While Japan has followed the United States’ lead in enacting export controls that restrict China’s ability to produce or acquire advanced chips, South Korean chipmakers received a one-year waiver allowing companies like Samsung and SK Hynix to continue producing chips in China. Those companies have invested billions of dollars in Chinese plants and could lose significant portions of their sales if Biden’s export controls force them to pull out of China. The Biden administration’s one-year waiver is set to expire in October, though experts expect it to be extended.

The White House points to investments in new U.S.-based manufacturing plants by Japanese and South Korean firms as evidence that Biden’s approach is working. Samsung, for example, announced plans last year to invest $192 billion in the United States over the next 20 years, with new semiconductor production lines in Texas.

Biden often touts such projects as a sign that his domestic policies are working. On Tuesday, he cited a planned multibillion-dollar investment by SK Hynix during a speech on the economy in Milwaukee, noting that the thousands of new jobs at the plant will pay six figures without requiring a college degree.

“Folks, instead of exporting American jobs, we’re creating American jobs and exporting American products,” Biden said in a speech marking the anniversary of the Inflation Reduction Act. “And they’re being built right here in Wisconsin and places where factories had been shut down. ”

But part of Biden’s challenge during Friday’s summit will be to convince his top allies in Asia that his push to bolster the U.S. economy — and his reelection chances — will not come at their expense.

“If the pursuit of economic security will weaken the Japanese economy, I don’t think that is a happy case for us,” said Ken Jimbo, a defense expert at Keio University in Tokyo. “I hope that the United States will accumulate the understanding that every country has a different supply chain, and that they have to be respected in a way that we cannot always be on board with the restrictions that the United States wishes to have.”

Another challenge Biden faces will be convincing leaders that any agreements made at Camp David will last. With the 2024 election looming, some foreign diplomats have grown accustomed to sharp shifts in policies after U.S. presidential transitions. In Japan, there is lingering displeasure that the United States formally abandoned the Obama administration’s Trans-Pacific Partnership regional trade deal after Donald Trump was elected in 2016. Trump’s presidency also included sudden policy changes with the imposition of tariffs on imports of steel, aluminum, washing machines and solar panels, as well as the constant threat of a 25 percent levy on automobile imports.

While Biden’s presidency has been less turbulent on the trade front, some global allies have likened his “Made in America” policies to Trump’s “America First” approach. Biden administration officials have shown little appetite for the kinds of sprawling free-trade agreements of the past, which some Democrats believe have cost the party votes in key Rust Belt states where jobs were shipped overseas.

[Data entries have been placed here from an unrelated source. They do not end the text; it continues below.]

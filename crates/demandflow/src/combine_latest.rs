//! Latest-combine combinator.

use crate::error::FlowError;
use crate::source::Source;
use crate::stream::SourceStream;
use crate::tagged::{Event, Tagged};
use futures_util::future::Either;
use futures_util::stream::SelectAll;
use futures_util::StreamExt;
use std::sync::Arc;

/// Emits `combiner(latest)` whenever any source produces, once every source
/// has produced at least once.
///
/// `latest` holds the most recent item of each source, in declaration
/// order. Completes when all sources complete, or as soon as a source
/// completes without ever emitting (no combination is possible then).
/// Fails immediately on any source failure.
pub fn combine_latest<T, R, I, F>(sources: I, combiner: F) -> Source<R>
where
    T: Clone + Send + 'static,
    R: Send + 'static,
    I: IntoIterator<Item = Source<T>>,
    F: Fn(&[T]) -> R + Send + Sync + 'static,
{
    let sources: Arc<[Source<T>]> = sources.into_iter().collect();
    let combiner = Arc::new(combiner);

    Source::create(move |emitter| {
        let sources = Arc::clone(&sources);
        let combiner = Arc::clone(&combiner);
        async move {
            let mut latest: Vec<Option<T>> = vec![None; sources.len()];
            let mut warmed = 0usize;
            let mut active: SelectAll<Tagged<SourceStream<T>>> = SelectAll::new();
            for (index, source) in sources.iter().enumerate() {
                active.push(Tagged::new(index, emitter.open(source)));
            }

            while let Some(event) = active.next().await {
                match event {
                    Event::Item(index, Ok(item)) => {
                        let Some(slot) = latest.get_mut(index) else {
                            continue;
                        };
                        if slot.replace(item).is_none() {
                            warmed += 1;
                        }
                        if warmed == latest.len() {
                            let values: Vec<T> = latest.iter().flatten().cloned().collect();
                            emitter.emit(combiner(&values)).await?;
                        }
                    }
                    Event::Item(_, Err(error)) => return Err(error),
                    Event::End(index) => {
                        if latest.get(index).is_some_and(Option::is_none) {
                            tracing::debug!(source = index, "source ended before its first item");
                            return Ok(());
                        }
                    }
                }
            }
            Ok(())
        }
    })
}

/// Two-source [`combine_latest`] with differently typed sources.
pub fn combine_latest2<A, B, R, F>(a: Source<A>, b: Source<B>, combiner: F) -> Source<R>
where
    A: Clone + Send + 'static,
    B: Clone + Send + 'static,
    R: Send + 'static,
    F: Fn(&A, &B) -> R + Send + Sync + 'static,
{
    let sources = [a.map(Either::Left), b.map(Either::Right)];
    combine_latest(sources, move |latest: &[Either<A, B>]| match latest {
        [Either::Left(a), Either::Right(b)] => Ok(combiner(a, b)),
        _ => Err(FlowError::ProtocolViolation("combine_latest2 slots out of order")),
    })
    .try_map(|combined| combined)
}
//! Series/episode catalog built on demand-windowed sources.
//!
//! [`CatalogService`] joins every series (looked up by its unique name) with
//! the episodes a secondary lookup returns for that name. Single lookups
//! fail with `NotFound` for an unknown name; the batch join isolates
//! per-series failures and reports them together at the end.
//!
//! Stores are capabilities ([`SeriesStore`], [`EpisodeStore`]) using native
//! async fn in traits. In-memory backends and a JSON snapshot loader are
//! included.

pub mod config;
pub mod domain;
pub mod episode_service;
pub mod error;
pub mod service;
pub mod snapshot;
pub mod store;

pub use config::CatalogConfig;
pub use domain::{Episode, EpisodeView, Series, SeriesView};
pub use episode_service::EpisodeService;
pub use error::{CatalogError, EntityKind, ResponseClass, StoreError};
pub use service::{BatchOutcome, CatalogService};
pub use snapshot::CatalogSnapshot;
pub use store::{EpisodeStore, InMemoryEpisodeStore, InMemorySeriesStore, SeriesStore};
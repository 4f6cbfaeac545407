//! Integration tests for the catalog service.

use catalog::{
    CatalogConfig, CatalogError, CatalogService, CatalogSnapshot, Episode, EpisodeStore, EntityKind,
    InMemoryEpisodeStore, InMemorySeriesStore, ResponseClass, Series, SeriesStore, StoreError,
};
use demandflow::{FlowError, Scheduler, StreamExt};
use std::fs;
use tempfile::TempDir;

type Service = CatalogService<InMemorySeriesStore, InMemoryEpisodeStore>;

async fn service_with(series: &[&str], episodes: &[(&str, &str)], config: CatalogConfig) -> Service {
    let service = CatalogService::with_config(
        InMemorySeriesStore::new(),
        InMemoryEpisodeStore::new(),
        config,
    );
    for name in series {
        service.series_store().save(Series::new(*name)).await.unwrap();
    }
    for (owner, title) in episodes {
        service
            .episode_service()
            .create(Episode::new(*owner, *title))
            .await
            .unwrap();
    }
    service
}

async fn anime_catalog() -> Service {
    service_with(
        &["Naruto", "Bleach", "One Piece"],
        &[
            ("Naruto", "Enter: Naruto Uzumaki!"),
            ("Naruto", "My Name is Konohamaru!"),
            ("One Piece", "I'm Luffy!"),
        ],
        CatalogConfig::default(),
    )
    .await
}

fn sorted_names(views: &[catalog::SeriesView]) -> Vec<&str> {
    let mut names: Vec<&str> = views.iter().map(|v| v.name.as_str()).collect();
    names.sort_unstable();
    names
}

// =============================================================================
// Single-entity operations
// =============================================================================

#[tokio::test]
async fn test_unknown_name_is_not_found() {
    let service = anime_catalog().await;
    let err = service.fetch_composite("Ghost").await.unwrap_err();

    assert!(matches!(
        &err,
        CatalogError::NotFound { kind: EntityKind::Series, key } if key == "Ghost"
    ));
    assert_eq!(err.response_class(), ResponseClass::NotFound);
}

#[tokio::test]
async fn test_series_without_episodes_has_empty_collection() {
    let service = service_with(&["Known"], &[], CatalogConfig::default()).await;
    let view = service.fetch_composite("Known").await.unwrap();

    assert_eq!(view.name, "Known");
    assert!(view.id.is_some());
    assert!(view.episodes.is_empty());
}

#[tokio::test]
async fn test_composite_materializes_owned_episodes_only() {
    let service = anime_catalog().await;
    let view = service.fetch_composite("Naruto").await.unwrap();

    let titles: Vec<&str> = view.episodes.iter().map(|e| e.title.as_str()).collect();
    assert_eq!(titles, vec!["Enter: Naruto Uzumaki!", "My Name is Konohamaru!"]);
    assert!(view.episodes.iter().all(|e| e.series_name == "Naruto"));
}

#[tokio::test]
async fn test_create_assigns_id_and_joins() {
    let service = service_with(&[], &[("Hunter x Hunter", "Departure")], CatalogConfig::default()).await;
    let view = service
        .create_composite(Series::new("Hunter x Hunter"))
        .await
        .unwrap();

    assert!(view.id.is_some());
    assert_eq!(view.episodes.len(), 1);
}

#[tokio::test]
async fn test_create_duplicate_name_conflicts() {
    let service = anime_catalog().await;
    let err = service.create_composite(Series::new("Bleach")).await.unwrap_err();

    assert!(matches!(err, CatalogError::Store(StoreError::Conflict(_))));
    assert_eq!(err.response_class(), ResponseClass::Failure);
}

#[tokio::test]
async fn test_update_preserves_identifier() {
    let service = anime_catalog().await;
    let original = service.fetch_composite("Bleach").await.unwrap();

    let updated = service
        .update_composite("Bleach", Series::new("Bleach: Thousand-Year Blood War"))
        .await
        .unwrap();

    assert_eq!(updated.id, original.id);
    assert_eq!(updated.name, "Bleach: Thousand-Year Blood War");
    assert!(service.fetch_composite("Bleach").await.unwrap_err().is_not_found());
    assert_eq!(service.series_store().len(), 3);
}

#[tokio::test]
async fn test_update_ignores_caller_supplied_id() {
    let service = anime_catalog().await;
    let original = service.fetch_composite("Naruto").await.unwrap();

    let updated = service
        .update_composite("Naruto", Series::new("Naruto").with_id("forged"))
        .await
        .unwrap();
    assert_eq!(updated.id, original.id);
    assert_eq!(updated.episodes.len(), 2);
}

#[tokio::test]
async fn test_update_and_delete_unknown_name_are_not_found() {
    let service = anime_catalog().await;

    let update = service
        .update_composite("Ghost", Series::new("Ghost"))
        .await
        .unwrap_err();
    assert!(update.is_not_found());

    let delete = service.delete_composite("Ghost").await.unwrap_err();
    assert!(delete.is_not_found());
    assert_eq!(service.series_store().len(), 3);
}

#[tokio::test]
async fn test_delete_twice_is_not_found() {
    let service = anime_catalog().await;
    let view = service.delete_composite("One Piece").await.unwrap();
    assert_eq!(view.episodes.len(), 1);

    assert!(service.delete_composite("One Piece").await.unwrap_err().is_not_found());
}

#[tokio::test]
async fn test_primary_store_outage_is_failure() {
    let service = anime_catalog().await;
    service.series_store().set_unavailable(Some("primary down"));

    let err = service.fetch_composite("Naruto").await.unwrap_err();
    assert!(matches!(err, CatalogError::Store(StoreError::Unavailable(_))));
    assert_eq!(err.response_class(), ResponseClass::Failure);
}

// =============================================================================
// Batch join
// =============================================================================

#[tokio::test]
async fn test_fetch_all_joins_every_series() {
    let service = anime_catalog().await;
    let views = service.fetch_all_composite().collect().await.unwrap();

    assert_eq!(sorted_names(&views), vec!["Bleach", "Naruto", "One Piece"]);
    let bleach = views.iter().find(|v| v.name == "Bleach").unwrap();
    assert!(bleach.episodes.is_empty());
}

#[tokio::test]
async fn test_failing_join_is_isolated_and_deferred() {
    let service = anime_catalog().await;
    service
        .episode_store()
        .fail_lookups_for("Naruto", StoreError::Unavailable("replica down".into()));

    let outcome = service.fetch_all_best_effort().await;
    assert_eq!(sorted_names(&outcome.composites), vec!["Bleach", "One Piece"]);

    let Some(CatalogError::Flow(failure)) = &outcome.failure else {
        panic!("expected a deferred flow failure, got {:?}", outcome.failure);
    };
    assert!(failure.is_aggregate());
    assert_eq!(failure.causes().len(), 1);
    assert_eq!(
        StoreError::from_flow(&failure.causes()[0]),
        Some(&StoreError::Unavailable("replica down".into()))
    );
    assert_eq!(
        outcome.failure.as_ref().map(CatalogError::response_class),
        Some(ResponseClass::Failure)
    );
}

#[tokio::test]
async fn test_fetch_all_stream_emits_before_aggregate() {
    let service = anime_catalog().await;
    service
        .episode_store()
        .fail_lookups_for("Bleach", StoreError::Unavailable("timeout".into()));
    service
        .episode_store()
        .fail_lookups_for("One Piece", StoreError::Unavailable("timeout".into()));

    let mut stream = service.fetch_all_composite().into_stream();
    let first = stream.next().await.unwrap().unwrap();
    assert_eq!(first.name, "Naruto");

    let last = stream.next().await.unwrap().unwrap_err();
    assert!(matches!(&last, FlowError::Aggregate(causes) if causes.len() == 2));
    assert!(stream.next().await.is_none());
}

#[tokio::test]
async fn test_unknown_owner_counts_as_empty() {
    let service = anime_catalog().await;
    service
        .episode_store()
        .fail_lookups_for("Bleach", StoreError::OwnerNotFound("Bleach".into()));

    let outcome = service.fetch_all_best_effort().await;
    assert!(outcome.is_complete());
    let bleach = outcome
        .composites
        .iter()
        .find(|v| v.name == "Bleach")
        .unwrap();
    assert!(bleach.episodes.is_empty());
}

#[tokio::test]
async fn test_primary_listing_failure_is_not_deferred() {
    let service = anime_catalog().await;
    service.series_store().set_unavailable(Some("primary down"));

    let err = service.fetch_all_composite().collect().await.unwrap_err();
    assert!(!err.is_aggregate());
    assert_eq!(
        StoreError::from_flow(&err),
        Some(&StoreError::Unavailable("primary down".into()))
    );
}

#[tokio::test]
async fn test_single_join_at_a_time_keeps_store_order() {
    let config = CatalogConfig::default().with_merge_concurrency(1);
    let service = service_with(&["C", "A", "B"], &[("A", "a1")], config).await;

    let names: Vec<String> = service
        .fetch_all_composite()
        .collect()
        .await
        .unwrap()
        .into_iter()
        .map(|v| v.name)
        .collect();
    assert_eq!(names, vec!["C", "A", "B"]);
}

#[tokio::test]
async fn test_unbounded_concurrency_joins_everything() {
    let names: Vec<String> = (0..40).map(|i| format!("series-{i}")).collect();
    let refs: Vec<&str> = names.iter().map(String::as_str).collect();
    let service = service_with(&refs, &[], CatalogConfig::default().unbounded()).await;

    let views = service.fetch_all_composite().collect().await.unwrap();
    assert_eq!(views.len(), 40);
}

// =============================================================================
// Episodes
// =============================================================================

#[tokio::test]
async fn test_episode_crud_by_title() {
    let service = anime_catalog().await;
    let episodes = service.episode_service();

    let found = episodes.find_by_title("I'm Luffy!").await.unwrap();
    assert_eq!(found.series_name, "One Piece");

    let before = service
        .episode_store()
        .find_by_title("I'm Luffy!")
        .await
        .unwrap()
        .unwrap();
    let updated = episodes
        .update("I'm Luffy!", Episode::new("One Piece", "I'm Luffy! The Man Who Will Become King"))
        .await
        .unwrap();
    assert_eq!(updated.title, "I'm Luffy! The Man Who Will Become King");
    let after = service
        .episode_store()
        .find_by_title(&updated.title)
        .await
        .unwrap()
        .unwrap();
    assert_eq!(after.id, before.id);

    let deleted = episodes.delete(&updated.title).await.unwrap();
    assert_eq!(deleted.series_name, "One Piece");
    assert!(episodes.delete(&updated.title).await.unwrap_err().is_not_found());
    assert!(episodes.find_by_series_name("One Piece").collect().await.unwrap().is_empty());
}

#[tokio::test]
async fn test_episode_lookups_missing_title() {
    let service = anime_catalog().await;
    let episodes = service.episode_service();

    let err = episodes.find_by_title("Nope").await.unwrap_err();
    assert!(matches!(
        err,
        CatalogError::NotFound { kind: EntityKind::Episode, .. }
    ));
    let err = episodes
        .update("Nope", Episode::new("Naruto", "Nope"))
        .await
        .unwrap_err();
    assert!(err.is_not_found());
    assert_eq!(episodes.find_all().collect().await.unwrap().len(), 3);
}

// =============================================================================
// Snapshots
// =============================================================================

#[tokio::test(flavor = "multi_thread", worker_threads = 2)]
async fn test_snapshot_seeds_service_off_the_async_workers() {
    let dir = TempDir::new().unwrap();
    let path = dir.path().join("catalog.json");
    fs::write(
        &path,
        r#"{
            "series": [{"id": "s-1", "name": "Naruto"}, {"name": "Bleach"}],
            "episodes": [{"series_name": "Naruto", "title": "Enter: Naruto Uzumaki!"}]
        }"#,
    )
    .unwrap();

    let io = Scheduler::bounded_elastic("catalog-io", 2).unwrap();
    let snapshot = CatalogSnapshot::load(&path)
        .subscribe_on(io)
        .first()
        .await
        .unwrap()
        .unwrap();

    let (series, episodes) = snapshot.into_stores();
    let service = CatalogService::new(series, episodes);
    let view = service.fetch_composite("Naruto").await.unwrap();
    assert_eq!(view.id.as_deref(), Some("s-1"));
    assert_eq!(view.episodes.len(), 1);
    assert!(service.fetch_composite("Bleach").await.unwrap().episodes.is_empty());
}

#[tokio::test]
async fn test_missing_snapshot_fails_the_source() {
    let dir = TempDir::new().unwrap();
    let err = CatalogSnapshot::load(dir.path().join("absent.json"))
        .first()
        .await
        .unwrap_err();
    assert!(matches!(
        StoreError::from_flow(&err),
        Some(StoreError::Snapshot(_))
    ));
}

Instead, the Biden administration has focused on building out the Indo-Pacific Economic Framework, a multilateral trade initiative in the region.

As Biden has pushed for incentives to spur the U.S. manufacturing industry, other countries have put in place their own subsidies to shore up their domestic markets. South Korea and Japan, for example, have implemented policies to support domestic chipmakers and electric vehicle manufacturers in the past year.

The trilateral meeting at Camp David could offer the three leaders an opportunity to align their strategies and address any “additional hiccups” that could arise as they balance economic and national security, Bown said.

“This is part of why we have these relationships,” he said. “And why it’s important that the leaders actually get together so that if something does happen, at the highest political levels they can then tell their administrations to figure out a compromise.”